“Paper Pills” is a short story written by Sherwood Anderson in his most recognized book, Winesburg, Ohio, which has several interrelated stories (Belasco 859). The story is about an older physician, named Dr. Reefy, who is distanced from society, and only expresses his thoughts on pieces of paper, which he stuffs into his pockets (Bort). Eventually, he meets a younger woman who he marries and shares those crumbled pieces of paper with for a brief period before her death. The story is recounted by an unknown narrator, which is the same narrator throughout the book—using several instances of imagery and symbolism to describe Dr. Reefy’s hands, truths, and his courtship and relationship with the younger woman.
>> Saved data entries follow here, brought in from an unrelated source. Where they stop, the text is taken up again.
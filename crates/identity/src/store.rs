use std::collections::HashMap;
use std::path::PathBuf;
use std::sync::Arc;

use nx_domain::config::Config;
use parking_lot::RwLock;

use crate::record::{EffectiveProfile, IdentityRecord, UserOverrides};

/// Gatekeeper: resolves public keys to stored identity records, creating
/// them on first contact. Backed by one JSON file per identity under
/// `base_dir`; an in-memory cache avoids re-reading on every bus hop.
pub struct IdentityService {
    base_dir: PathBuf,
    cache: RwLock<HashMap<String, IdentityRecord>>,
}

impl IdentityService {
    pub fn new(base_dir: impl Into<PathBuf>) -> Self {
        Self {
            base_dir: base_dir.into(),
            cache: RwLock::new(HashMap::new()),
        }
    }

    fn path_for(&self, public_key: &str) -> PathBuf {
        self.base_dir.join(format!("{public_key}.json"))
    }

    /// Loads from disk into the cache if not already present. Store errors
    /// surface as "not found" per the gatekeeper's failure semantics.
    fn load_into_cache(&self, public_key: &str) {
        if self.cache.read().contains_key(public_key) {
            return;
        }
        let path = self.path_for(public_key);
        let Ok(raw) = std::fs::read_to_string(&path) else {
            return;
        };
        match serde_json::from_str::<IdentityRecord>(&raw) {
            Ok(record) => {
                self.cache.write().insert(public_key.to_string(), record);
            }
            Err(e) => {
                tracing::warn!(public_key, error = %e, "identity record on disk is corrupt");
            }
        }
    }

    fn persist(&self, record: &IdentityRecord) {
        if let Err(e) = std::fs::create_dir_all(&self.base_dir) {
            tracing::warn!(error = %e, "failed to create identity store directory");
            return;
        }
        let path = self.path_for(&record.public_key);
        match serde_json::to_vec_pretty(record) {
            Ok(bytes) => {
                if let Err(e) = std::fs::write(&path, bytes) {
                    tracing::warn!(path = %path.display(), error = %e, "failed to persist identity record");
                }
            }
            Err(e) => tracing::warn!(error = %e, "failed to serialize identity record"),
        }
    }

    pub fn get_identity(&self, public_key: &str) -> Option<IdentityRecord> {
        self.load_into_cache(public_key);
        self.cache.read().get(public_key).cloned()
    }

    /// Returns `true` on successful creation, `false` without raising if a
    /// record already exists or the write fails.
    pub fn create_identity(
        &self,
        public_key: &str,
        metadata: Option<HashMap<String, serde_json::Value>>,
    ) -> bool {
        if self.get_identity(public_key).is_some() {
            return false;
        }
        let record = IdentityRecord::new(public_key, metadata.unwrap_or_default());
        self.persist(&record);
        self.cache
            .write()
            .insert(public_key.to_string(), record.clone());
        true
    }

    /// Returns the record plus whether it was created by this call.
    pub fn get_or_create_identity(&self, public_key: &str) -> (IdentityRecord, bool) {
        if let Some(record) = self.get_identity(public_key) {
            return (record, false);
        }
        self.create_identity(public_key, None);
        let record = self
            .get_identity(public_key)
            .expect("record was just created");
        (record, true)
    }

    pub fn get_effective_profile(&self, public_key: &str, defaults: &Config) -> EffectiveProfile {
        let record = self.get_identity(public_key);
        let config_overrides = record
            .as_ref()
            .map(|r| r.config_overrides.clone())
            .unwrap_or_default();
        let prompt_overrides = record
            .as_ref()
            .map(|r| r.prompt_overrides.clone())
            .unwrap_or_default();

        let mut effective_config = defaults.user_defaults.config.clone();
        for (key, value) in &config_overrides {
            effective_config.insert(key.clone(), value.clone());
        }

        let mut effective_prompts = HashMap::new();
        for (name, default_prompt) in &defaults.user_defaults.prompts {
            let content = prompt_overrides
                .get(name)
                .and_then(|v| v.get("content"))
                .and_then(|v| v.as_str())
                .map(str::to_string)
                .unwrap_or_else(|| default_prompt.content.clone());
            effective_prompts.insert(
                name.clone(),
                serde_json::json!({
                    "content": content,
                    "editable": default_prompt.editable,
                    "order": default_prompt.order,
                }),
            );
        }

        EffectiveProfile {
            effective_config,
            effective_prompts,
            user_overrides: UserOverrides {
                config: config_overrides,
                prompts: prompt_overrides,
            },
            editable_fields: defaults.ui.editable_fields.clone(),
            field_options: defaults.ui.field_options.clone(),
        }
    }

    /// Atomic field-level replacement: each key in `overrides` replaces the
    /// corresponding key already stored, leaving untouched keys intact.
    pub fn update_user_config(
        &self,
        public_key: &str,
        overrides: HashMap<String, serde_json::Value>,
    ) {
        let (mut record, _) = self.get_or_create_identity(public_key);
        for (key, value) in overrides {
            record.config_overrides.insert(key, value);
        }
        self.persist(&record);
        self.cache.write().insert(public_key.to_string(), record);
    }

    pub fn update_user_prompts(
        &self,
        public_key: &str,
        overrides: HashMap<String, serde_json::Value>,
    ) {
        let (mut record, _) = self.get_or_create_identity(public_key);
        for (key, value) in overrides {
            record.prompt_overrides.insert(key, value);
        }
        self.persist(&record);
        self.cache.write().insert(public_key.to_string(), record);
    }
}

pub type SharedIdentityService = Arc<IdentityService>;

#[cfg(test)]
mod tests {
    use super::*;

    fn service() -> (IdentityService, tempfile::TempDir) {
        let dir = tempfile::tempdir().unwrap();
        (IdentityService::new(dir.path()), dir)
    }

    #[test]
    fn get_identity_missing_returns_none() {
        let (svc, _dir) = service();
        assert!(svc.get_identity("0xabc").is_none());
    }

    #[test]
    fn create_identity_starts_with_empty_overrides() {
        let (svc, _dir) = service();
        assert!(svc.create_identity("0xabc", None));
        let record = svc.get_identity("0xabc").unwrap();
        assert!(record.config_overrides.is_empty());
        assert!(record.prompt_overrides.is_empty());
    }

    #[test]
    fn create_identity_twice_is_false_second_time() {
        let (svc, _dir) = service();
        assert!(svc.create_identity("0xabc", None));
        assert!(!svc.create_identity("0xabc", None));
    }

    #[test]
    fn get_or_create_is_idempotent_after_first_call() {
        let (svc, _dir) = service();
        let (first, created_first) = svc.get_or_create_identity("0xabc");
        let (second, created_second) = svc.get_or_create_identity("0xabc");
        assert!(created_first);
        assert!(!created_second);
        assert_eq!(first.public_key, second.public_key);
    }

    #[test]
    fn update_user_config_is_field_level() {
        let (svc, _dir) = service();
        let mut first = HashMap::new();
        first.insert("a".to_string(), serde_json::json!(1));
        svc.update_user_config("0xabc", first);
        let mut second = HashMap::new();
        second.insert("b".to_string(), serde_json::json!(2));
        svc.update_user_config("0xabc", second);

        let record = svc.get_identity("0xabc").unwrap();
        assert_eq!(record.config_overrides.get("a"), Some(&serde_json::json!(1)));
        assert_eq!(record.config_overrides.get("b"), Some(&serde_json::json!(2)));
    }

    #[test]
    fn effective_profile_merges_overrides_onto_defaults() {
        let (svc, _dir) = service();
        let mut config = Config::default();
        config
            .user_defaults
            .config
            .insert("tone".to_string(), serde_json::json!("neutral"));
        config.user_defaults.prompts.insert(
            "friends_profile".to_string(),
            nx_domain::config::PromptDefault {
                content: "default bio".to_string(),
                editable: true,
                order: 0,
            },
        );

        let mut overrides = HashMap::new();
        overrides.insert("tone".to_string(), serde_json::json!("playful"));
        svc.update_user_config("0xabc", overrides);

        let profile = svc.get_effective_profile("0xabc", &config);
        assert_eq!(
            profile.effective_config.get("tone"),
            Some(&serde_json::json!("playful"))
        );
        let prompt = &profile.effective_prompts["friends_profile"];
        assert_eq!(prompt["content"], serde_json::json!("default bio"));
        assert_eq!(prompt["editable"], serde_json::json!(true));
    }

    #[test]
    fn effective_profile_does_not_leak_across_owners() {
        let (svc, _dir) = service();
        let config = Config::default();
        let mut overrides = HashMap::new();
        overrides.insert("tone".to_string(), serde_json::json!("playful"));
        svc.update_user_config("0xabc", overrides);

        let other_profile = svc.get_effective_profile("0xdef", &config);
        assert!(!other_profile.user_overrides.config.contains_key("tone"));
    }
}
The description of Dr. Reefy’s hands is a prominent image used throughout “Paper Pills”. His hands are described as enormous with “extraordinarily large” knuckles and when closed resemble “clusters of unpainted wooden balls as large as walnuts fastened together by steel rods” (Anderson 867). This description implies that his hands are rough in appearance and adds to his mien as an older-meek man. Later in the story, the narrator compares Doctor Reefy’s hands to “gnarled apples,” which image also symbolizes his courtship with the younger woman (Anderson 867). According to Epifanio San Juan Jr., these images of Doctor Reefy’s hands fuse together different “figurative patterns” in the story. San Juan states, “The story of his courtship is…compared to ‘twisted little apples’ which in turn evoke the image of his gnarled knuckles, and therefore the hands that write down his thoughts.”
“Paper Pills” is connected to the first story of Anderson’s book, Winesburg, Ohio, when the narrator describes Doctor Reefy working “ceaselessly” ...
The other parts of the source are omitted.